Одновременно, как выяснилось от Феликса, который приходил, уже все в городе кругом говорят, что у Сахарова чуть ли не гангрена ноги, ему грозит ампутация, а я не даю его лечить. Причем сам же это рассказывает с возмущением нам, а с другой стороны, это же подтверждает, насколько возможно, везде и всем. И он, и Майя были в ужасе от того, что Сахаров так тяжело болен, а я вроде торможу его лечение; кажется, говорили, что у него сепсис (или, может быть, это говорил Ковнер). При этом Феликс говорил, что Ковнер сотрудничает с КГБ, а Ковнер говорил то же про Феликса. Из всего этого мы с Андреем только поняли: КГБ их здорово натравило друг на друга и на нас, вернее на меня. Ругать за что-либо Сахарова ни один из них не решался.
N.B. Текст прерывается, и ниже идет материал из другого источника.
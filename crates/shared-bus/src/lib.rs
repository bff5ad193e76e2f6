//! # Shared Bus - Topic-Routed Message Bus
//!
//! Stand-in for the message broker that connects gateway instances to the
//! merchant service. There is no synchronous channel between the two sides;
//! everything flows through topics.
//!
//! ```text
//! ┌──────────────┐  publish(lookup)   ┌──────────────┐  subscribe(lookup)  ┌──────────────┐
//! │ Gateway (n)  │ ─────────────────→ │  Event Bus   │ ──────────────────→ │  Responder   │
//! │              │ ←───────────────── │              │ ←────────────────── │              │
//! └──────────────┘ subscribe(reply.n) └──────────────┘   publish(reply.n)  └──────────────┘
//! ```
//!
//! ## Delivery Semantics
//!
//! - Topic-based routing, no ordering guarantee callers may rely on.
//! - A message published with no matching subscriber is dropped.
//! - A subscriber that falls behind the channel capacity loses messages.
//! - Consumers must tolerate duplicates (at-least-once upstream).

// Allow in tests
#![cfg_attr(test, allow(clippy::unwrap_used))]
#![cfg_attr(test, allow(clippy::expect_used))]

pub mod events;
pub mod publisher;
pub mod subscriber;

// Re-export main types
pub use events::{BusMessage, EventFilter};
pub use publisher::{EventPublisher, InMemoryEventBus, PublishError};
pub use subscriber::{Subscription, SubscriptionError};

/// Maximum messages to buffer per subscriber before the slowest one lags.
pub const DEFAULT_CHANNEL_CAPACITY: usize = 1000;

/// Subscription key used for filters that accept every topic.
pub(crate) const ALL_TOPICS_KEY: &str = "*";
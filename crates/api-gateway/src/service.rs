//! Gateway service - owns one instance's bridge and its background tasks.

use crate::domain::config::BridgeConfig;
use crate::domain::error::ConfigError;
use crate::domain::pending::{sweep_task, PendingCallRegistry};
use crate::ipc::handler::BridgeClient;
use crate::ipc::listener::ReplyListener;
use crate::ipc::publisher::BusRequestPublisher;
use crate::ports::outbound::CacheStore;
use crate::resolver::ApiKeyResolver;
use shared_bus::{EventFilter, InMemoryEventBus};
use std::sync::Arc;
use tokio::sync::watch;
use tokio::task::JoinHandle;
use tracing::{error, info};

/// One gateway instance: registry, reply listener, sweeper, bridge client and
/// cache-aside resolver.
///
/// Constructed once per instance and torn down with [`shutdown`](Self::shutdown).
pub struct GatewayService {
    config: BridgeConfig,
    registry: Arc<PendingCallRegistry>,
    client: Arc<BridgeClient>,
    resolver: Arc<ApiKeyResolver>,
    shutdown_tx: watch::Sender<bool>,
    tasks: Vec<JoinHandle<()>>,
}

impl GatewayService {
    /// Validate `config`, subscribe to the private reply topic and spawn the
    /// reply listener and sweeper. Must be called inside a Tokio runtime.
    pub fn start(
        config: BridgeConfig,
        bus: Arc<InMemoryEventBus>,
        cache: Arc<dyn CacheStore>,
    ) -> Result<Self, ConfigError> {
        config.validate()?;

        let reply_topic = config.reply_topic();
        let registry = Arc::new(PendingCallRegistry::new());

        // Subscribe before the first request can be published
        let subscription = bus.subscribe(EventFilter::topic(reply_topic.clone()));

        let publisher = Arc::new(BusRequestPublisher::new(bus, config.request_topic.clone()));
        let client = Arc::new(BridgeClient::new(
            Arc::clone(&registry),
            publisher,
            reply_topic.clone(),
            config.default_timeout(),
        ));
        let resolver = Arc::new(ApiKeyResolver::with_ttl(
            cache,
            client.clone(),
            config.cache_ttl(),
        ));

        let (shutdown_tx, shutdown_rx) = watch::channel(false);
        let listener = ReplyListener::new(Arc::clone(&registry), subscription);
        let tasks = vec![
            tokio::spawn(listener.run(shutdown_rx.clone())),
            tokio::spawn(sweep_task(
                Arc::clone(&registry),
                config.sweep_grace(),
                config.sweep_interval(),
                shutdown_rx,
            )),
        ];

        info!(
            instance_id = %config.instance_id,
            reply_topic = %reply_topic,
            request_topic = %config.request_topic,
            timeout_ms = config.default_timeout_ms,
            "Gateway bridge started"
        );

        Ok(Self {
            config,
            registry,
            client,
            resolver,
            shutdown_tx,
            tasks,
        })
    }

    /// Cache-aside entry point used by the HTTP edge.
    pub fn resolver(&self) -> Arc<ApiKeyResolver> {
        Arc::clone(&self.resolver)
    }

    /// Uncached bridge client.
    pub fn client(&self) -> Arc<BridgeClient> {
        Arc::clone(&self.client)
    }

    pub fn registry(&self) -> Arc<PendingCallRegistry> {
        Arc::clone(&self.registry)
    }

    pub fn config(&self) -> &BridgeConfig {
        &self.config
    }

    /// Stop the reply listener and sweeper and wait for them. Calls still in
    /// flight time out normally.
    pub async fn shutdown(self) {
        info!(instance_id = %self.config.instance_id, "Shutting down gateway bridge");
        let _ = self.shutdown_tx.send(true);

        for task in self.tasks {
            if let Err(e) = task.await {
                error!(error = %e, "Gateway task failed");
            }
        }

        info!("Gateway bridge stopped");
    }
}
//! # Event Subscriber
//!
//! Defines the subscription side of the event bus.

use crate::events::{BusMessage, EventFilter};
use std::collections::HashMap;
use std::sync::{Arc, RwLock};
use thiserror::Error;
use tokio::sync::broadcast;
use tracing::{debug, warn};

/// Errors from subscription operations.
#[derive(Debug, Error, Clone, PartialEq, Eq)]
pub enum SubscriptionError {
    /// The event bus was closed.
    #[error("Event bus closed")]
    Closed,
}

/// A subscription handle for receiving messages.
///
/// When dropped, the subscription is automatically cleaned up.
pub struct Subscription {
    /// The broadcast receiver.
    receiver: broadcast::Receiver<BusMessage>,

    /// Filter for this subscription.
    filter: EventFilter,

    /// Reference to subscription tracking (for cleanup).
    subscriptions: Arc<RwLock<HashMap<String, usize>>>,

    /// Topic keys counted for this subscription.
    topic_keys: Vec<String>,

    /// Messages lost to lag since creation.
    lagged: u64,
}

impl Subscription {
    /// Create a new subscription.
    pub(crate) fn new(
        receiver: broadcast::Receiver<BusMessage>,
        filter: EventFilter,
        subscriptions: Arc<RwLock<HashMap<String, usize>>>,
        topic_keys: Vec<String>,
    ) -> Self {
        Self {
            receiver,
            filter,
            subscriptions,
            topic_keys,
            lagged: 0,
        }
    }

    /// Receive the next message that matches the filter.
    ///
    /// # Returns
    ///
    /// - `Some(message)` - The next matching message
    /// - `None` - The bus was closed and the buffer is drained
    pub async fn recv(&mut self) -> Option<BusMessage> {
        loop {
            let message = match self.receiver.recv().await {
                Ok(m) => m,
                Err(broadcast::error::RecvError::Closed) => return None,
                Err(broadcast::error::RecvError::Lagged(count)) => {
                    self.lagged += count;
                    warn!(
                        lagged = count,
                        topics = ?self.filter.topics,
                        "Subscriber lagged, some messages dropped"
                    );
                    continue;
                }
            };

            if self.filter.matches(&message) {
                return Some(message);
            }
            // Message doesn't match filter, continue waiting
        }
    }

    /// Try to receive the next message without blocking.
    ///
    /// # Returns
    ///
    /// - `Ok(Some(message))` - A message was available and matched
    /// - `Ok(None)` - No message available (would block)
    /// - `Err(SubscriptionError::Closed)` - The bus was closed
    pub fn try_recv(&mut self) -> Result<Option<BusMessage>, SubscriptionError> {
        loop {
            let message = match self.receiver.try_recv() {
                Ok(m) => m,
                Err(broadcast::error::TryRecvError::Empty) => return Ok(None),
                Err(broadcast::error::TryRecvError::Closed) => {
                    return Err(SubscriptionError::Closed)
                }
                Err(broadcast::error::TryRecvError::Lagged(count)) => {
                    self.lagged += count;
                    continue;
                }
            };

            if self.filter.matches(&message) {
                return Ok(Some(message));
            }
            // Message doesn't match filter, try again
        }
    }

    /// Get the filter for this subscription.
    #[must_use]
    pub fn filter(&self) -> &EventFilter {
        &self.filter
    }

    /// Messages this subscriber lost by falling behind.
    #[must_use]
    pub fn lagged(&self) -> u64 {
        self.lagged
    }
}

impl Drop for Subscription {
    fn drop(&mut self) {
        let Ok(mut subs) = self.subscriptions.write() else {
            return;
        };
        for key in &self.topic_keys {
            let Some(count) = subs.get_mut(key) else {
                continue;
            };
            *count = count.saturating_sub(1);
            if *count == 0 {
                subs.remove(key);
            }
        }
        debug!(topics = ?self.topic_keys, "Subscription dropped");
    }
}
Тут еще возник у Андрея инцидент с Димой. Когда Дима приехал, он сказал, что ему 18-го надо выходить на работу, что он устроился работать наконец и приехал до начала работы повидаться с отцом. 17-го числа Дима заявляет, что он никуда не поедет, что работать ему вовсе не надо. Он не может оставить больного отца, не доверяет мне и желает ухаживать за отцом. Отец сказал какие-то резкие слова Диме, после чего Дима согласился уехать и ушел из больницы.
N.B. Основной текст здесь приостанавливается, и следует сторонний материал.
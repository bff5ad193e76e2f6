//! # API Gateway - API-Key Bridge Client
//!
//! Resolves client-supplied API keys to merchant identities. The merchant
//! registry is only reachable over the message bus, so every lookup is a
//! request/reply exchange correlated by a per-call ID.
//!
//! ## Architecture
//!
//! ```text
//! ┌──────────────────────────────────────────────────────────────────────┐
//! │                         API GATEWAY (instance n)                      │
//! ├──────────────────────────────────────────────────────────────────────┤
//! │  resolve_api_key(key)                                                 │
//! │        │                                                              │
//! │  ┌─────┴──────────────┐  hit   ┌──────────────┐                       │
//! │  │   ApiKeyResolver   │ ─────→ │  CacheStore  │                       │
//! │  │   (cache-aside)    │ ←───── │  (5 min TTL) │                       │
//! │  └─────┬──────────────┘        └──────────────┘                       │
//! │        │ miss                                                         │
//! │  ┌─────┴──────────────┐ register ┌─────────────────────┐              │
//! │  │    BridgeClient    │ ───────→ │ PendingCallRegistry │ ←── settle ─┐│
//! │  │ (deadline, guard)  │          │ (DashMap + oneshot) │             ││
//! │  └─────┬──────────────┘          └─────────────────────┘             ││
//! │        │ publish                                      ┌──────────────┴┐
//! │        ▼                                              │ ReplyListener ││
//! └────────┼──────────────────────────────────────────────┴───────▲───────┘
//!          │ merchant.api_key.lookup          merchant.api_key.reply.<n>
//!          ▼                                                      │
//!     Event Bus  ───────────→  Responder (merchant registry)  ────┘
//! ```
//!
//! ## Outcomes
//!
//! | `BridgeClient::validate` | Meaning |
//! |--------------------------|---------|
//! | `Ok(Some(id))` | Key resolved to an active merchant |
//! | `Ok(None)` | Registry confirmed the key is unknown |
//! | `Err(TimedOut)` | No answer within the deadline |
//! | `Err(Publish)` | Request never left the gateway |
//!
//! The resolver collapses every non-success outcome to `None` (fail closed)
//! and caches positive results only.
//!
//! ## Usage
//!
//! ```ignore
//! use api_gateway::{BridgeConfig, GatewayService, InMemoryCacheStore};
//!
//! let service = GatewayService::start(BridgeConfig::default(), bus, Arc::new(InMemoryCacheStore::new()))?;
//! let merchant = service.resolver().resolve_api_key("abc123").await;
//! service.shutdown().await;
//! ```

#![warn(clippy::all)]
#![deny(unsafe_code)]
#![cfg_attr(test, allow(clippy::unwrap_used))]

pub mod adapters;
pub mod domain;
pub mod ipc;
pub mod ports;
pub mod resolver;
pub mod service;

// Re-exports
pub use adapters::memory_cache::InMemoryCacheStore;
pub use domain::config::BridgeConfig;
pub use domain::correlation::CorrelationId;
pub use domain::error::{BridgeError, ConfigError};
pub use domain::pending::{sweep_task, CallState, PendingCallRegistry, PendingStats};
pub use ipc::handler::BridgeClient;
pub use ipc::listener::ReplyListener;
pub use ipc::publisher::BusRequestPublisher;
pub use ports::outbound::{ApiKeyValidator, CacheError, CacheStore, RequestPublisher};
pub use resolver::{cache_key, ApiKeyResolver, CACHE_KEY_PREFIX, DEFAULT_CACHE_TTL};
pub use service::GatewayService;
//! # Event Publisher
//!
//! Defines the publishing side of the event bus.

use crate::events::{BusMessage, EventFilter};
use crate::subscriber::Subscription;
use crate::{ALL_TOPICS_KEY, DEFAULT_CHANNEL_CAPACITY};
use async_trait::async_trait;
use bytes::Bytes;
use std::collections::HashMap;
use std::sync::atomic::{AtomicU64, Ordering};
use std::sync::{Arc, RwLock};
use thiserror::Error;
use tokio::sync::broadcast;
use tracing::{debug, warn};

/// Errors from publish operations.
#[derive(Debug, Error, Clone, PartialEq, Eq)]
pub enum PublishError {
    /// The bus is shut down (broker unreachable).
    #[error("Event bus closed")]
    Closed,

    /// Topic name was empty.
    #[error("Invalid topic: {0:?}")]
    InvalidTopic(String),
}

/// Trait for publishing messages to the bus.
#[async_trait]
pub trait EventPublisher: Send + Sync {
    /// Publish `payload` on `topic`.
    ///
    /// # Returns
    ///
    /// The number of subscribers whose filter accepts the topic. Zero is not
    /// an error: the message is simply dropped.
    async fn publish(&self, topic: &str, payload: Bytes) -> Result<usize, PublishError>;

    /// Get the total number of messages published.
    fn events_published(&self) -> u64;
}

/// In-memory implementation of the event bus.
///
/// Uses `tokio::sync::broadcast` for multi-producer, multi-consumer semantics;
/// each subscription filters by topic on receive. Suitable for single-process
/// operation and tests; a deployment with separate gateway and merchant
/// processes would put a broker behind `EventPublisher` instead.
pub struct InMemoryEventBus {
    /// Broadcast sender. `None` once the bus has been closed.
    sender: RwLock<Option<broadcast::Sender<BusMessage>>>,

    /// Active subscription count by topic.
    subscriptions: Arc<RwLock<HashMap<String, usize>>>,

    /// Total messages published.
    events_published: AtomicU64,

    /// Channel capacity.
    capacity: usize,
}

impl InMemoryEventBus {
    /// Create a new in-memory event bus with default capacity.
    #[must_use]
    pub fn new() -> Self {
        Self::with_capacity(DEFAULT_CHANNEL_CAPACITY)
    }

    /// Create a new in-memory event bus with specified capacity.
    #[must_use]
    pub fn with_capacity(capacity: usize) -> Self {
        let (sender, _) = broadcast::channel(capacity.max(1));
        Self {
            sender: RwLock::new(Some(sender)),
            subscriptions: Arc::new(RwLock::new(HashMap::new())),
            events_published: AtomicU64::new(0),
            capacity,
        }
    }

    /// Subscribe to messages matching a filter.
    ///
    /// Subscribing to a closed bus yields a subscription that is already at
    /// end of stream.
    #[must_use]
    pub fn subscribe(&self, filter: EventFilter) -> Subscription {
        let receiver = match self.sender.read() {
            Ok(guard) => guard.as_ref().map(broadcast::Sender::subscribe),
            Err(_) => None,
        };
        let receiver = receiver.unwrap_or_else(|| {
            let (_closed, receiver) = broadcast::channel(1);
            receiver
        });

        let topic_keys = topic_keys(&filter);
        if let Ok(mut subs) = self.subscriptions.write() {
            for key in &topic_keys {
                *subs.entry(key.clone()).or_insert(0) += 1;
            }
        }

        debug!(topics = ?filter.topics, "New subscription created");

        Subscription::new(receiver, filter, self.subscriptions.clone(), topic_keys)
    }

    /// Number of live subscriptions that would receive a message on `topic`.
    #[must_use]
    pub fn topic_subscribers(&self, topic: &str) -> usize {
        let Ok(subs) = self.subscriptions.read() else {
            return 0;
        };
        subs.get(topic).copied().unwrap_or(0) + subs.get(ALL_TOPICS_KEY).copied().unwrap_or(0)
    }

    /// Get the number of active subscribers across all topics.
    #[must_use]
    pub fn subscriber_count(&self) -> usize {
        match self.sender.read() {
            Ok(guard) => guard.as_ref().map_or(0, broadcast::Sender::receiver_count),
            Err(_) => 0,
        }
    }

    /// Get the channel capacity.
    #[must_use]
    pub fn capacity(&self) -> usize {
        self.capacity
    }

    /// Shut the bus down.
    ///
    /// Live subscriptions drain what is buffered and then end; every later
    /// publish fails with [`PublishError::Closed`].
    pub fn close(&self) {
        if let Ok(mut guard) = self.sender.write() {
            if guard.take().is_some() {
                warn!("Event bus closed");
            }
        }
    }

    /// Whether [`close`](Self::close) has been called.
    #[must_use]
    pub fn is_closed(&self) -> bool {
        self.sender.read().map_or(true, |guard| guard.is_none())
    }
}

impl Default for InMemoryEventBus {
    fn default() -> Self {
        Self::new()
    }
}

#[async_trait]
impl EventPublisher for InMemoryEventBus {
    async fn publish(&self, topic: &str, payload: Bytes) -> Result<usize, PublishError> {
        if topic.is_empty() {
            return Err(PublishError::InvalidTopic(topic.to_string()));
        }

        let sender = match self.sender.read() {
            Ok(guard) => guard.clone(),
            Err(_) => None,
        };
        let Some(sender) = sender else {
            return Err(PublishError::Closed);
        };

        self.events_published.fetch_add(1, Ordering::Relaxed);

        let message = BusMessage::new(topic, payload);
        let message_id = message.message_id;
        let interested = self.topic_subscribers(topic);

        if interested == 0 {
            warn!(
                topic = %topic,
                message_id = %message_id,
                "Message dropped (no subscribers for topic)"
            );
            return Ok(0);
        }

        match sender.send(message) {
            Ok(_) => {
                debug!(
                    topic = %topic,
                    message_id = %message_id,
                    receivers = interested,
                    "Message published"
                );
                Ok(interested)
            }
            Err(e) => {
                // Subscriptions went away between the count and the send
                warn!(
                    topic = %topic,
                    message_id = %message_id,
                    error = %e,
                    "Message dropped (no receivers)"
                );
                Ok(0)
            }
        }
    }

    fn events_published(&self) -> u64 {
        self.events_published.load(Ordering::Relaxed)
    }
}

/// Subscription-count keys for a filter.
fn topic_keys(filter: &EventFilter) -> Vec<String> {
    if filter.topics.is_empty() {
        vec![ALL_TOPICS_KEY.to_string()]
    } else {
        let mut keys = filter.topics.clone();
        keys.sort();
        keys.dedup();
        keys
    }
}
Как потом выяснилось, он не сразу уехал из Горького, а еще ездил к Марку жаловаться на меня, как я гублю отца, и к Майе и Феликсу с этим же. Но это все, в общем, не имеет значения ни для чего, кроме нашего настроения и душевного состояния.
Андрей уже больше не может быть в госпитале на людях. Ему продолжают делать перевязки, лекарств он уже никаких не принимает, но ЭКГ действительно с большим количеством экстрасистол. Несмотря на это, он по собственному настоянию 21-го числа выписывается из больницы, договорившись с хирургом, что будет приезжать на перевязки. Потом на следствии мне скажут, что я заставила Андрея выписаться. И действительно, мы еще два или три раза приезжали на перевязки, потом Андрей меня спросил: "А что, ты сама это не можешь делать, что ли?" Я сказала, что могу. И он сказал: "Ну, я больше не поеду". И езда на перевязки на этом и кончилась. К терапевтам же Андрей не обращался, и, как там с экстрасистолией, было неизвестно. А препараты дигиталиса и изоптин он кончил пить еще в больнице.
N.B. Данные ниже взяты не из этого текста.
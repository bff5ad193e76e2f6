//! Subscriber setup: env filter, console/JSON output, optional OTLP export.

use opentelemetry::trace::TracerProvider as _;
use opentelemetry::KeyValue;
use opentelemetry_otlp::WithExportConfig;
use opentelemetry_sdk::{
    runtime,
    trace::{self, RandomIdGenerator, Sampler, TracerProvider},
    Resource,
};
use tracing_subscriber::{layer::SubscriberExt, util::SubscriberInitExt, EnvFilter, Layer};

use crate::{TelemetryConfig, TelemetryError};

/// Guard that shuts down the tracer provider on drop.
pub struct TracingGuard {
    provider: Option<TracerProvider>,
}

impl TracingGuard {
    /// Whether spans are being exported over OTLP.
    pub fn exporting(&self) -> bool {
        self.provider.is_some()
    }
}

impl Drop for TracingGuard {
    fn drop(&mut self) {
        if let Some(provider) = self.provider.take() {
            if let Err(e) = provider.shutdown() {
                eprintln!("Error shutting down tracer provider: {:?}", e);
            }
        }
    }
}

/// Build the OTLP tracer provider for `endpoint`.
fn build_provider(
    config: &TelemetryConfig,
    endpoint: &str,
) -> Result<TracerProvider, TelemetryError> {
    let otlp_exporter = opentelemetry_otlp::new_exporter()
        .tonic()
        .with_endpoint(endpoint);

    opentelemetry_otlp::new_pipeline()
        .tracing()
        .with_exporter(otlp_exporter)
        .with_trace_config(
            trace::Config::default()
                .with_sampler(Sampler::AlwaysOn)
                .with_id_generator(RandomIdGenerator::default())
                .with_resource(Resource::new(vec![
                    KeyValue::new("service.name", config.full_service_name()),
                    KeyValue::new("service.component", config.component.clone()),
                    KeyValue::new("service.version", env!("CARGO_PKG_VERSION")),
                    KeyValue::new("deployment.environment", config.environment.clone()),
                ])),
        )
        .install_batch(runtime::Tokio)
        .map_err(|e| TelemetryError::TracerInit(e.to_string()))
}

/// Install the global `tracing` subscriber.
///
/// Must run inside a Tokio runtime when an OTLP endpoint is configured.
pub async fn init_tracing(config: &TelemetryConfig) -> Result<TracingGuard, TelemetryError> {
    let env_filter = EnvFilter::try_from_default_env()
        .or_else(|_| EnvFilter::try_new(&config.log_level))
        .map_err(|e| TelemetryError::Config(e.to_string()))?;

    let fmt_layer = match (config.console_output, config.json_logs) {
        (false, _) => None,
        (true, true) => Some(
            tracing_subscriber::fmt::layer()
                .json()
                .with_target(true)
                .with_thread_ids(true)
                .with_file(true)
                .with_line_number(true)
                .boxed(),
        ),
        (true, false) => Some(
            tracing_subscriber::fmt::layer()
                .with_target(true)
                .with_thread_ids(false)
                .with_ansi(true)
                .boxed(),
        ),
    };

    let provider = match config.otlp_endpoint.as_deref() {
        Some(endpoint) => Some(build_provider(config, endpoint)?),
        None => None,
    };
    let otel_layer = provider.as_ref().map(|provider| {
        let tracer = provider.tracer(config.full_service_name());
        tracing_opentelemetry::layer().with_tracer(tracer)
    });

    tracing_subscriber::registry()
        .with(fmt_layer)
        .with(otel_layer)
        .with(env_filter)
        .try_init()
        .map_err(|e| TelemetryError::TracerInit(e.to_string()))?;

    tracing::info!(
        service = %config.full_service_name(),
        component = %config.component,
        otlp_endpoint = ?config.otlp_endpoint,
        json_logs = config.json_logs,
        "Tracing initialized"
    );

    Ok(TracingGuard { provider })
}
Числа 24-го мы взяли мне билет на самолет, и я послала Галке телеграмму, что прилетаю 2-го числа, что встречать меня не надо и что приеду прямо к ней. Но в Москве они все же решили, что встречать надо, и то ли Леня Литинский, то ли кто-то еще поехал меня встречать. Значит, друзья в Москве были чем-то обеспокоены: поведением КГБ или еще чем-то, - потому что обычно, когда я писала, что встречать не надо, они мне верили; я писала, что встречать надо, - они встречали. Мы до 2-го числа жили спокойно и нормально, хотя уже внутренне я вся тряслась, как и в апреле, от ужаса перед тем, что мне надо ехать в посольство, что Андрей начинает голодовку. И одновременно я думала, что из всего этого ничего не выйдет. Ведь мы оба знали, что ГБ все известно, и остановить это я уже не могла, а Андрей уж, конечно, не остановит.
И с этим настроением 2-го числа мы едем на аэродром. Я до сих пор не могу понять и думаю, что Андрей тоже, зачем у меня в сумке лежат заново им написанные письма послам, обращение и все прочее и копии моих писем Андрею и детям, где тоже говорится о голодовке и о том, что я уйду в посольство. Зачем они у меня были? Зачем я их таскала с собой? Я не понимаю этого до сегодняшнего дня, ведь все они были (ну, может, Андрюшины письма не в таком варианте) в том конверте, который я передала американским дипломатам.